Task goal:
Repeat the first line of the listing and each line after it, exactly, through the line containing "pub fn command_line(&self)".
=== Begin Enclosure ===
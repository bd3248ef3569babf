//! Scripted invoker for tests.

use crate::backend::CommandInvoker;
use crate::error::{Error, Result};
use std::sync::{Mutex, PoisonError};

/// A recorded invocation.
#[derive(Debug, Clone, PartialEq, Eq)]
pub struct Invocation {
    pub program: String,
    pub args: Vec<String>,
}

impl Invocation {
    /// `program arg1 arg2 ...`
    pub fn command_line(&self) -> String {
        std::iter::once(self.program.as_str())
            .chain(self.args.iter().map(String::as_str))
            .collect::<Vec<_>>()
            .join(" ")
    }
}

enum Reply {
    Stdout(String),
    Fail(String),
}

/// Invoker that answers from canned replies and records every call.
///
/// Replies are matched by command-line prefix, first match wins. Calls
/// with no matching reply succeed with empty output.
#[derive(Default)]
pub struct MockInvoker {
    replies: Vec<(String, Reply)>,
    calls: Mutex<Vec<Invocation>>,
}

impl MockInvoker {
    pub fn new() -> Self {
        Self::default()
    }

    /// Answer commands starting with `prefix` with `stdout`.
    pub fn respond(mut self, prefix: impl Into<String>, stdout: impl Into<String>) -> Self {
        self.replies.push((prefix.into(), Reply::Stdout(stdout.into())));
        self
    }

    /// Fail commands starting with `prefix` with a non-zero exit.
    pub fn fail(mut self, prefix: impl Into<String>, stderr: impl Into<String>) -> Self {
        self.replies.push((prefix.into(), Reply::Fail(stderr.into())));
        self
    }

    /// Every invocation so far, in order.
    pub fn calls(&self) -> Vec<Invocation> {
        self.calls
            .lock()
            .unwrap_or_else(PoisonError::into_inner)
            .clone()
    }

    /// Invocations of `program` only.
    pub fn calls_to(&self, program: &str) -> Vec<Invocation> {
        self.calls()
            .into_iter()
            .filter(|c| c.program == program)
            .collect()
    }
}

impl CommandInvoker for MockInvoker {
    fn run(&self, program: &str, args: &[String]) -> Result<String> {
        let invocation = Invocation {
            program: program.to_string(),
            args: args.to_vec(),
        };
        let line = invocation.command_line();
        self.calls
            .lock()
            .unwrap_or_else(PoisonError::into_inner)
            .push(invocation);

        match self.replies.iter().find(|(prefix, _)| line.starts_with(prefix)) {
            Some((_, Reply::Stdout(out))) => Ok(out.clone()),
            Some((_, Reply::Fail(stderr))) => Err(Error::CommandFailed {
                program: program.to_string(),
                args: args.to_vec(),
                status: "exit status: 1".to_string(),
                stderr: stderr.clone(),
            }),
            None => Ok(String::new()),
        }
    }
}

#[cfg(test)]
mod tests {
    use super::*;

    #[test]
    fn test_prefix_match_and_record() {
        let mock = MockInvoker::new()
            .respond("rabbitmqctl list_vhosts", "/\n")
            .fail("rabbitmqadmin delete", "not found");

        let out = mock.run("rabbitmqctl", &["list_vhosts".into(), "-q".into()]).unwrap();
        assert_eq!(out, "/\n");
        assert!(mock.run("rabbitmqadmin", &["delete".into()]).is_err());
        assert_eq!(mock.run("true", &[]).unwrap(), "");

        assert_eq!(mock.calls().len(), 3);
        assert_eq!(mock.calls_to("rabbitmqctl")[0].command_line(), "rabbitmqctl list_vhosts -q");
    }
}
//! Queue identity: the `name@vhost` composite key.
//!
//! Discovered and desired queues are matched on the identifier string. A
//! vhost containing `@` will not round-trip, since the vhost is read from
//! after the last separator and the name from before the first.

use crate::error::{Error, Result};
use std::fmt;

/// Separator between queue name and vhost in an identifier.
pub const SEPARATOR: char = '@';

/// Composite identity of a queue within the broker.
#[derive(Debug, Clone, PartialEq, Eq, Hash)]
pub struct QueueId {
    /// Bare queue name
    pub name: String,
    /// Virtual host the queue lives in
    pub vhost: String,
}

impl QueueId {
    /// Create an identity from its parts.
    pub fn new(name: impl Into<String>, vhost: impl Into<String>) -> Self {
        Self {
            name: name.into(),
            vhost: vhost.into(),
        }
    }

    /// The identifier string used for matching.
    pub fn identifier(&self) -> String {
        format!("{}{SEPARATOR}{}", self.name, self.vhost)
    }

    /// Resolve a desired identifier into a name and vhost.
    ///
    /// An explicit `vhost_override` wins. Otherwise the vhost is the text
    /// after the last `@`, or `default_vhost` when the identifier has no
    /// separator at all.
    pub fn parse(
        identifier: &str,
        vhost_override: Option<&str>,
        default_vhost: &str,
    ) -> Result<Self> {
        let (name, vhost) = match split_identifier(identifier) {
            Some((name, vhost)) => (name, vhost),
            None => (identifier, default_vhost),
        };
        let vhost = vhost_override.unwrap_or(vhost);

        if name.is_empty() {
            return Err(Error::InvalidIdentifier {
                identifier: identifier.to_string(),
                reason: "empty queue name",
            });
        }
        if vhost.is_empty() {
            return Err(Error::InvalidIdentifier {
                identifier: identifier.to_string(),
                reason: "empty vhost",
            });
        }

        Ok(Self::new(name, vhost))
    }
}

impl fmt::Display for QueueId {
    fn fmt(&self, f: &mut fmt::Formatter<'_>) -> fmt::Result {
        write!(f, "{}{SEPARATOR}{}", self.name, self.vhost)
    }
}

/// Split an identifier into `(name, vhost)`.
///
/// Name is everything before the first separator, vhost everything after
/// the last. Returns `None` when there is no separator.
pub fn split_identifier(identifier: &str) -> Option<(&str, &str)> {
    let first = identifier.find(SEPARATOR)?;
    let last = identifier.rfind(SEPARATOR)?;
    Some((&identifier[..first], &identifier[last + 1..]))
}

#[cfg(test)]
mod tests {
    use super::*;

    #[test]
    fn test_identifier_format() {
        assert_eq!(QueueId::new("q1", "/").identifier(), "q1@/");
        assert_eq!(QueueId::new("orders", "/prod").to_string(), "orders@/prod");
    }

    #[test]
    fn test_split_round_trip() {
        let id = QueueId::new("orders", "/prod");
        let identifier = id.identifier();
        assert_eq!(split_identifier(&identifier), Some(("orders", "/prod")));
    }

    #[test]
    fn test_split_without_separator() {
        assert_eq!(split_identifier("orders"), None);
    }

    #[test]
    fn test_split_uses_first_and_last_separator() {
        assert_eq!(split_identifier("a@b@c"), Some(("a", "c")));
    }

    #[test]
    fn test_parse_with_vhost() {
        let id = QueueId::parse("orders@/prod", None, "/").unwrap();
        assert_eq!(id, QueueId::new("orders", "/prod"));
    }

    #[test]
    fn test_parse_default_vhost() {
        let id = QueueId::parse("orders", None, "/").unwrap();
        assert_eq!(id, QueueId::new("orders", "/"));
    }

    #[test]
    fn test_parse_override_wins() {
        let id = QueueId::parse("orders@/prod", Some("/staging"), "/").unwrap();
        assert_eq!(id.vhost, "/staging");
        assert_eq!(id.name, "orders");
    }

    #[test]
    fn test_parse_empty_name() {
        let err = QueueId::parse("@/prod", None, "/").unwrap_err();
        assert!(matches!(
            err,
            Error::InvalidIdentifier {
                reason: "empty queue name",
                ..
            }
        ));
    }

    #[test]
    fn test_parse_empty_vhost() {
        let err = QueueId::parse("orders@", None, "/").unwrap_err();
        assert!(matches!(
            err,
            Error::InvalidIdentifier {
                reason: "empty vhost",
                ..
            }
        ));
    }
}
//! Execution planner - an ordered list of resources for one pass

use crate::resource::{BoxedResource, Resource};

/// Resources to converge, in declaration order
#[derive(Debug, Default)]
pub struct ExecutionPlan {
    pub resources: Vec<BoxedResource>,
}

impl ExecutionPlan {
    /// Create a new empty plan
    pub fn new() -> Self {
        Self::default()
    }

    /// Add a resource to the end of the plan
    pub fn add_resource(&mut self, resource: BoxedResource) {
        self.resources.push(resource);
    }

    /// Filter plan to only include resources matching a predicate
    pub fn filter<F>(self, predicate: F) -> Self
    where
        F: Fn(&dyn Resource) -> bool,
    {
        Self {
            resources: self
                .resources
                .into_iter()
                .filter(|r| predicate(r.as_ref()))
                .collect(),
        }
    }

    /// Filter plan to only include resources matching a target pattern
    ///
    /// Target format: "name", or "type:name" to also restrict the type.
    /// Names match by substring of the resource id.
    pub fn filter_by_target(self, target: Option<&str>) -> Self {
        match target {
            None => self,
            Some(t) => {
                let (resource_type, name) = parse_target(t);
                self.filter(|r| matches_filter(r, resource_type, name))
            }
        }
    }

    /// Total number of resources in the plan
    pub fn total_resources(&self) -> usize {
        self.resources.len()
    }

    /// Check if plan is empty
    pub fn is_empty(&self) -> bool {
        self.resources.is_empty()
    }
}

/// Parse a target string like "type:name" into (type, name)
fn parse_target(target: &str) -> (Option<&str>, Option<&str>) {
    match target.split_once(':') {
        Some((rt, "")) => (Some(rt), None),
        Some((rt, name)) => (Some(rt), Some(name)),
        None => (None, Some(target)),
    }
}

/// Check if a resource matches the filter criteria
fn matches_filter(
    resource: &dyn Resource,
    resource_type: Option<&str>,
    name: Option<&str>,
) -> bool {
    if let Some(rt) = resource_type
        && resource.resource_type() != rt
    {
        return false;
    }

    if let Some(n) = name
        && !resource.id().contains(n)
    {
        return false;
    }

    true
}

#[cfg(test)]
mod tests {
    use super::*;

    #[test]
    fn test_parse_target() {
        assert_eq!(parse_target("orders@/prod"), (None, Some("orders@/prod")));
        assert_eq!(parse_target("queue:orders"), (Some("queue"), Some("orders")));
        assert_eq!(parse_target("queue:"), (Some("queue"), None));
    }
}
=== End Enclosure ===
Exercise answer:
repository bd3248ef3569babf
//! Scripted invoker for tests.

use crate::backend::CommandInvoker;
use crate::error::{Error, Result};
use std::sync::{Mutex, PoisonError};

/// A recorded invocation.
#[derive(Debug, Clone, PartialEq, Eq)]
pub struct Invocation {
    pub program: String,
    pub args: Vec<String>,
}

impl Invocation {
    /// `program arg1 arg2 ...`
    pub fn command_line(&self) -> String {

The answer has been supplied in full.